Ever since Charles Murray's racist nonsense "The Bell Curve" first posited that different races have different intelligence aptitudes (to the everlasting shame of The New Republic and its then Editor Andrew Sullivan, the book was treated as a serious work at the time), we have had to suffer too many "serious discussions" on this issue, and other related issues (Summers). Making racism respectable was Charles Murray's goal, and for a while it succeededed. But, as the NYTimes Ed Board points out
, race is not an easily described concept genetically:
[A]t Pennsylvania State University, where about 90 students took complex genetic screening tests that compared their samples with those of four regional groups . . . [m]any of these students thought of themselves as "100 percent" white or black or something else, but only a tiny fraction of them, as it turned out, actually fell into that category. Most learned instead that they shared genetic markers with people of different skin colors.

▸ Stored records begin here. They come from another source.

//! Encrypted entity metadata (name and size).
//!
//! Metadata fields are sealed under the entity's content key, each with its own
//! nonce, and stored inline on the record. Older records may still carry
//! plaintext fields; those deserialize as [`FieldValue::Plaintext`] and are
//! only converted through [`upgrade_legacy_metadata`].

use crate::crypto::envelope::{unwrap_content_key, WrappedKey};
use crate::crypto::keys::PrivateKey;
use crate::crypto::symmetric::{open_detached, seal_detached, ContentKey};
use crate::entity::EncryptedEntity;
use crate::error::{Result, ShareError};
use crate::validation::Validator;
use rand::{CryptoRng, RngCore};
use serde::{Deserialize, Serialize};
use tracing::debug;

/// An AEAD-sealed metadata field
#[derive(Debug, Clone, PartialEq, Eq, Serialize, Deserialize)]
pub struct EncryptedField {
    #[serde(with = "hex")]
    pub ciphertext: Vec<u8>,
    #[serde(with = "hex")]
    pub nonce: Vec<u8>,
}

/// A metadata field as persisted: legacy plaintext or encrypted
#[derive(Debug, Clone, PartialEq, Eq, Serialize, Deserialize)]
#[serde(untagged)]
pub enum FieldValue {
    /// Legacy plaintext value
    Plaintext(String),
    /// `{ciphertext, nonce}` sealed under the content key
    Encrypted(EncryptedField),
}

impl FieldValue {
    /// Returns true for the encrypted representation
    pub fn is_encrypted(&self) -> bool {
        matches!(self, FieldValue::Encrypted(_))
    }
}

/// Identifies a metadata field; the name is bound as associated data
#[derive(Debug, Clone, Copy, PartialEq, Eq)]
pub enum MetadataField {
    Name,
    Size,
}

impl MetadataField {
    fn aad(&self) -> &'static [u8] {
        match self {
            MetadataField::Name => b"pqshare-metadata-v1:name",
            MetadataField::Size => b"pqshare-metadata-v1:size",
        }
    }
}

/// Decrypted metadata
#[derive(Debug, Clone, PartialEq, Eq)]
pub struct Metadata {
    pub name: String,
    pub size: Option<u64>,
    /// Size text that is not a byte count (older clients wrote values such
    /// as `"1.2 MB"`), carried verbatim instead of failing the record
    pub unparsed_size: Option<String>,
}

impl Metadata {
    pub fn new(name: impl Into<String>, size: Option<u64>) -> Self {
        Self {
            name: name.into(),
            size,
            unparsed_size: None,
        }
    }

    /// The size field as it is persisted
    fn size_text(&self) -> Option<String> {
        self.size
            .map(|size| size.to_string())
            .or_else(|| self.unparsed_size.clone())
    }
}

/// Encrypts one field under the content key
pub fn encrypt_field<R: CryptoRng + RngCore>(
    value: &str,
    field: MetadataField,
    content_key: &ContentKey,
    rng: &mut R,
) -> Result<FieldValue> {
    Validator::validate_metadata_field(value)?;
    let (nonce, ciphertext) = seal_detached(content_key, value.as_bytes(), field.aad(), rng)?;
    Ok(FieldValue::Encrypted(EncryptedField { ciphertext, nonce }))
}

/// Decodes one field, decrypting it when encrypted
pub fn decrypt_field(
    value: &FieldValue,
    field: MetadataField,
    content_key: &ContentKey,
) -> Result<String> {
    match value {
        FieldValue::Plaintext(text) => Ok(text.clone()),
        FieldValue::Encrypted(sealed) => {
            let bytes = open_detached(content_key, &sealed.nonce, &sealed.ciphertext, field.aad())?;
            String::from_utf8(bytes)
                .map_err(|_| ShareError::serialization("Decrypted metadata is not UTF-8"))
        }
    }
}

/// Encrypts name and size, returning the persisted `(name, size)` fields
pub fn encrypt_metadata<R: CryptoRng + RngCore>(
    metadata: &Metadata,
    content_key: &ContentKey,
    rng: &mut R,
) -> Result<(FieldValue, Option<FieldValue>)> {
    let name = encrypt_field(&metadata.name, MetadataField::Name, content_key, rng)?;
    let size = metadata
        .size_text()
        .map(|size| encrypt_field(&size, MetadataField::Size, content_key, rng))
        .transpose()?;
    Ok((name, size))
}

/// Decrypts an entity's metadata with an already-recovered content key
pub fn decrypt_metadata_with_key(entity: &EncryptedEntity, content_key: &ContentKey) -> Result<Metadata> {
    let mut metadata = Metadata::new(decrypt_field(&entity.name, MetadataField::Name, content_key)?, None);
    if let Some(value) = &entity.size {
        let text = decrypt_field(value, MetadataField::Size, content_key)?;
        match text.trim().parse::<u64>() {
            Ok(size) => metadata.size = Some(size),
            Err(_) => {
                debug!(entity_id = %entity.id, "Size field is not a byte count, keeping it verbatim");
                metadata.unparsed_size = Some(text);
            }
        }
    }
    Ok(metadata)
}

/// Decrypts an entity's metadata with the caller's wrapped key and private key
pub fn decrypt_metadata(
    entity: &EncryptedEntity,
    wrapped_key: &WrappedKey,
    private_key: &PrivateKey,
) -> Result<Metadata> {
    let content_key = unwrap_content_key(wrapped_key, private_key)?;
    decrypt_metadata_with_key(entity, &content_key)
}

/// Converts plaintext metadata fields to their encrypted form
///
/// Fields that are already encrypted are authenticated first, so a wrong
/// content key cannot produce a record with mixed keys. Returns whether the
/// entity changed.
pub fn upgrade_legacy_metadata<R: CryptoRng + RngCore>(
    entity: &mut EncryptedEntity,
    content_key: &ContentKey,
    rng: &mut R,
) -> Result<bool> {
    // Authenticates any field that is already encrypted
    let metadata = decrypt_metadata_with_key(entity, content_key)?;
    let legacy_name = !entity.name.is_encrypted();
    let legacy_size = entity.size.as_ref().is_some_and(|size| !size.is_encrypted());

    if !legacy_name && !legacy_size {
        return Ok(false);
    }

    if legacy_name {
        entity.name = encrypt_field(&metadata.name, MetadataField::Name, content_key, rng)?;
    }
    if legacy_size {
        if let Some(FieldValue::Plaintext(text)) = entity.size.clone() {
            entity.size = Some(encrypt_field(&text, MetadataField::Size, content_key, rng)?);
        }
    }

    debug!(entity_id = %entity.id, legacy_name, legacy_size, "Upgraded legacy metadata");
    Ok(true)
}
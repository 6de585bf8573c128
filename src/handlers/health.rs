//! Health check handler

use axum::{extract::State, Json};
use serde::Serialize;

use crate::AppState;

#[derive(Serialize)]
pub struct HealthResponse {
    status: &'static str,
    version: &'static str,
    model_loaded: bool,
    model_name: String,
    timestamp: i64,
}

pub async fn check(State(state): State<AppState>) -> Json<HealthResponse> {
    Json(HealthResponse {
        status: "healthy",
        version: env!("CARGO_PKG_VERSION"),
        model_loaded: state.engine.is_loaded(),
        model_name: state.engine.model_name().to_string(),
        timestamp: chrono::Utc::now().timestamp(),
    })
}

#[cfg(test)]
mod tests {
    use std::sync::Arc;

    use axum::body::Body;
    use axum::http::{Request, StatusCode};
    use tower::ServiceExt;

    use crate::model::OnnxGateway;
    use crate::{create_router, AppState};

    #[tokio::test]
    async fn health_reports_unloaded_model() {
        let app = create_router(AppState {
            engine: Arc::new(OnnxGateway::unavailable()),
        });

        let response = app
            .oneshot(Request::builder().uri("/health").body(Body::empty()).unwrap())
            .await
            .unwrap();
        assert_eq!(response.status(), StatusCode::OK);

        let bytes = axum::body::to_bytes(response.into_body(), usize::MAX)
            .await
            .unwrap();
        let payload: serde_json::Value = serde_json::from_slice(&bytes).unwrap();

        assert_eq!(payload["status"], "healthy");
        assert_eq!(payload["model_loaded"], false);
        assert_eq!(payload["model_name"], "none");
    }
}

Ostensibly "black" subjects, for example, found that as much as half of their genetic material came from Europe, with some coming from Asia as well. One "white" student learned that 14 percent of his DNA came from Africa - and 6 percent from East Asia. The student told The Daily Collegian, the student newspaper, earlier this year: "When I got my results I was like, there's no way they were mine. I thought it was just an example of what the test was supposed to look like. Then I was like, Oh my God, that's me."
What amazes me about this, as I was amazed by the remarks of Lawrence Summers, is that even if the racist nirvana could be achieved: that intelligence could even be reduced to a measurable concept, that it could be proven that there are genetic differences between the races and genders that lead to different intelligence aptitudes, etc. - does anyone seriously believe that that hypothetical factor is even worthy of mention as compared to the very real, very well documented societal prejudices that have plagued mankind since the beginning of history?
What value these genetic studies may have for understanding diseases et al I can't say, but I am always skeptical when the science appears to be undertaken to discover whether there are innate differences in intelligence between races and genders. I can't see the purpose there, though the potential harm I think we all see.
But, science does not march for anyone of us. And my thoughts on this will not stifle any scientific inquiry. Nor should they.